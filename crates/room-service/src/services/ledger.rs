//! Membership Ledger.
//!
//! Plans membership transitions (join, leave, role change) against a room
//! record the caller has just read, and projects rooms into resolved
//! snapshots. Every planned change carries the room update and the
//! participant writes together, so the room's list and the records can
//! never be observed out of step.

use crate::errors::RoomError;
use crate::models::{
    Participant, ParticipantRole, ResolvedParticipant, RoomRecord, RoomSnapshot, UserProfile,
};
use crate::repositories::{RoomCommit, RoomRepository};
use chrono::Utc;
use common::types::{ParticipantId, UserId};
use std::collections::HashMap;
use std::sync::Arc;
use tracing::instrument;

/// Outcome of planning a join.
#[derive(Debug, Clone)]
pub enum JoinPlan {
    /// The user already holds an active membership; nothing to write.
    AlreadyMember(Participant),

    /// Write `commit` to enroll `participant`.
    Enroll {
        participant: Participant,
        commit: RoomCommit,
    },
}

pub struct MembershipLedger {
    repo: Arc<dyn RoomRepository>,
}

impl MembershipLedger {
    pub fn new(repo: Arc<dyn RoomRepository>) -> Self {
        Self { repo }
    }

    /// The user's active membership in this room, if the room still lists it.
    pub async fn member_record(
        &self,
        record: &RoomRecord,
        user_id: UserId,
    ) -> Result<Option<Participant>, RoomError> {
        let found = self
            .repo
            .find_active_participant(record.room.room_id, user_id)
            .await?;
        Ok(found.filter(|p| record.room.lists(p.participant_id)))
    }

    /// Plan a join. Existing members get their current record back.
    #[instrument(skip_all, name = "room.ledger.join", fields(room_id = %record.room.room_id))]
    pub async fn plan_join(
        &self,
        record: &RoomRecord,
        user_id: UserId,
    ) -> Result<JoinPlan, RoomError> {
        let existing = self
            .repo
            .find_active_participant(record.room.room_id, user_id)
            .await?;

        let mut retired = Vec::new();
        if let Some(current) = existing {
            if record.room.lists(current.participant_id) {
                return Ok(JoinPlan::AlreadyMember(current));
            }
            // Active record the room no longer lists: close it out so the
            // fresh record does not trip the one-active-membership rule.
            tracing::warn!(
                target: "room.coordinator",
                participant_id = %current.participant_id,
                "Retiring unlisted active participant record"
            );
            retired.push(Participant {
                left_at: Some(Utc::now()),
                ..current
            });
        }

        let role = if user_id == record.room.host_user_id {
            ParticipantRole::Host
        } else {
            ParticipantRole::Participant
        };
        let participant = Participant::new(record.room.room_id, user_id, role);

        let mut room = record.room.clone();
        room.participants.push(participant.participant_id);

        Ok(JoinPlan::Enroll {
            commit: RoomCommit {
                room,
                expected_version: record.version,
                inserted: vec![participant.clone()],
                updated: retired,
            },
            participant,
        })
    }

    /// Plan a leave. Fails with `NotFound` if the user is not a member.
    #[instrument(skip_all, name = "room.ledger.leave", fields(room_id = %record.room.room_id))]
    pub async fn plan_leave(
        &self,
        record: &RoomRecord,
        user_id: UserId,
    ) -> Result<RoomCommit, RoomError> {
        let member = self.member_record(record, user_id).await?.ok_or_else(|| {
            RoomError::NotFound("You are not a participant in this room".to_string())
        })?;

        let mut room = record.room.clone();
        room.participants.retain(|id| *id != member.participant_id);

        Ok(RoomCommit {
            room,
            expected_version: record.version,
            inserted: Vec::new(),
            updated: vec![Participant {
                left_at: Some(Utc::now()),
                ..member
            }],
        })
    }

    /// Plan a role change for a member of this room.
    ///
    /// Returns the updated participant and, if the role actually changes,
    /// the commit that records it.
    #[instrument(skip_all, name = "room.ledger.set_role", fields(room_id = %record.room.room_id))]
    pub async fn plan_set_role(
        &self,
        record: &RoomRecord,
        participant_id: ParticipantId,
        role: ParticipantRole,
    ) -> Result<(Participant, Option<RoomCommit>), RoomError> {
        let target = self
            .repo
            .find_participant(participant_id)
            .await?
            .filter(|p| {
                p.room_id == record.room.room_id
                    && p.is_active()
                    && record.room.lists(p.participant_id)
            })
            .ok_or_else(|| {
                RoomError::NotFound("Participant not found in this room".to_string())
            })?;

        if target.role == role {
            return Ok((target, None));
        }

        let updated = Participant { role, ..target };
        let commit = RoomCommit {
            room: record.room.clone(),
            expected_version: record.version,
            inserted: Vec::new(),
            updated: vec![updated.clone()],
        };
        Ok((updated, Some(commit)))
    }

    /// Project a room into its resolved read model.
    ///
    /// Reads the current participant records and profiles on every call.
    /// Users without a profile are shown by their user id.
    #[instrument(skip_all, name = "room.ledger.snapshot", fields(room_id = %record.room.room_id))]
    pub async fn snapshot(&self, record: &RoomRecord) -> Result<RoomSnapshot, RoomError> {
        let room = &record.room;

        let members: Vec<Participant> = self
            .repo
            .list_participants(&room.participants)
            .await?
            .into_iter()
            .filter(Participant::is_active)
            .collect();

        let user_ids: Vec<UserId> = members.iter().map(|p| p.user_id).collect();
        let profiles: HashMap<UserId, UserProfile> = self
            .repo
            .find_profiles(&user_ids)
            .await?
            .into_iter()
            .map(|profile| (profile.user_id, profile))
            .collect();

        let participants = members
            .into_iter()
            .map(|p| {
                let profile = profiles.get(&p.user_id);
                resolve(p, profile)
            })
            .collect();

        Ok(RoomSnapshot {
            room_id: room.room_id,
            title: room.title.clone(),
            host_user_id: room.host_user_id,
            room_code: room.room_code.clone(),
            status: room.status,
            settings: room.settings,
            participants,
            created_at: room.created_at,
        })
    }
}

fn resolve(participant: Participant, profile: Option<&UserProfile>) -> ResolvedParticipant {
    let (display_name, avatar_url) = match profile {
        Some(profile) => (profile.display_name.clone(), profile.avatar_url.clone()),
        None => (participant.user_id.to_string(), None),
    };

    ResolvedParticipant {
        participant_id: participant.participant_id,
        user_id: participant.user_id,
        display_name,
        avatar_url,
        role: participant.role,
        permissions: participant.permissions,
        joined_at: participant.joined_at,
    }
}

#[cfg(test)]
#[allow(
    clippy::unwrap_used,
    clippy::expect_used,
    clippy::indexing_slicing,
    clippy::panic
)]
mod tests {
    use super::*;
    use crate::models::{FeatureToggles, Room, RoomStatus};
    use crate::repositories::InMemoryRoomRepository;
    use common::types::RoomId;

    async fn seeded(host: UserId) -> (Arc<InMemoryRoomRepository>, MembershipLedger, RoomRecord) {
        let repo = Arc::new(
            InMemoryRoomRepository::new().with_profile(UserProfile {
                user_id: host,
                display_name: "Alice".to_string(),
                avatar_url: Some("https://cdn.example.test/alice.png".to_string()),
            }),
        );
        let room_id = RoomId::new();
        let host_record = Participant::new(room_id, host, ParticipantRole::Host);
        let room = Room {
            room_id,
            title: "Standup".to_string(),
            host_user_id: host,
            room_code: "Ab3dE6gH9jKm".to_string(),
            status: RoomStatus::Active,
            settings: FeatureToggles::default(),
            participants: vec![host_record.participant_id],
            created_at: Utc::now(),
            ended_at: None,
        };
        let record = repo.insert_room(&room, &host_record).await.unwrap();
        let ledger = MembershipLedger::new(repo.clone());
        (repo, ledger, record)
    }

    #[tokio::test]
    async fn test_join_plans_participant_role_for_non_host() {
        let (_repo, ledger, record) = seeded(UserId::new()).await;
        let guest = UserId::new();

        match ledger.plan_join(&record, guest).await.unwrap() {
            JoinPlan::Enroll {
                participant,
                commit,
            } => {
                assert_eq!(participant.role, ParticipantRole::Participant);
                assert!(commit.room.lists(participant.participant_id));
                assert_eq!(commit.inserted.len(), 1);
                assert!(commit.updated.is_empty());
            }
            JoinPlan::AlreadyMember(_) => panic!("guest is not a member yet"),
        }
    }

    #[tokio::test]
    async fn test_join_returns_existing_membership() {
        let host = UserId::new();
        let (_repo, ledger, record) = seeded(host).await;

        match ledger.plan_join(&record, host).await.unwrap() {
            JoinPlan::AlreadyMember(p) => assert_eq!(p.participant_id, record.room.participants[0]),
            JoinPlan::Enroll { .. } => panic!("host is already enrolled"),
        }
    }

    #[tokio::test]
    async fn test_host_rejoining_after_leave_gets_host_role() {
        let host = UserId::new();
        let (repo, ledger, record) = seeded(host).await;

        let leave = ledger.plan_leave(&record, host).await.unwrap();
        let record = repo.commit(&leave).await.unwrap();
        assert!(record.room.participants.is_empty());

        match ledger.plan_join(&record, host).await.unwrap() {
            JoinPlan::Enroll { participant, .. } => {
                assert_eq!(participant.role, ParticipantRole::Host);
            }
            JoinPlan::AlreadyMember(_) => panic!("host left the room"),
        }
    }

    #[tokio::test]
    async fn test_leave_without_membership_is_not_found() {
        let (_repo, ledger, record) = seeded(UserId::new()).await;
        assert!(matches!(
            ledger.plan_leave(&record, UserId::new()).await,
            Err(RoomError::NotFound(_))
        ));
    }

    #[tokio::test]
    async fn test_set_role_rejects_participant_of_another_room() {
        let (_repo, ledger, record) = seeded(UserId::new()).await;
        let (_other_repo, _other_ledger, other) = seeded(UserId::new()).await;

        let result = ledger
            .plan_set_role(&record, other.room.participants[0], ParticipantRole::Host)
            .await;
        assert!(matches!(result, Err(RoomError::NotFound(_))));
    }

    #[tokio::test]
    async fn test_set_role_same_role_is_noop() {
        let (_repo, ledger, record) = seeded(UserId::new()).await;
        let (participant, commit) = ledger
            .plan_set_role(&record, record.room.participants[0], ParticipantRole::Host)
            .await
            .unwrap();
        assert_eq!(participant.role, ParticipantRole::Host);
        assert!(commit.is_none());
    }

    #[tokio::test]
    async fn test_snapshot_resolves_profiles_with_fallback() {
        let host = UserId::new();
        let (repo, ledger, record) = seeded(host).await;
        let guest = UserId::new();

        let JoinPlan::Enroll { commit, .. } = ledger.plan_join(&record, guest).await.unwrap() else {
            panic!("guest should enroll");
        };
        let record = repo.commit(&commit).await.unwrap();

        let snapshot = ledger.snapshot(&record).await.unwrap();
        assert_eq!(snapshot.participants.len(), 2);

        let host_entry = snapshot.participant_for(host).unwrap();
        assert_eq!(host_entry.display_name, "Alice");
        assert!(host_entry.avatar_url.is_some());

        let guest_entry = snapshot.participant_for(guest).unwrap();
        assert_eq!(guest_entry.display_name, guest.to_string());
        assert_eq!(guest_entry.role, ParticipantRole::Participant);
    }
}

+ + +

» What you need to do
Look through the entries and give the number of lines containing the word "settings". Add nothing else.

» Output for this exercise
2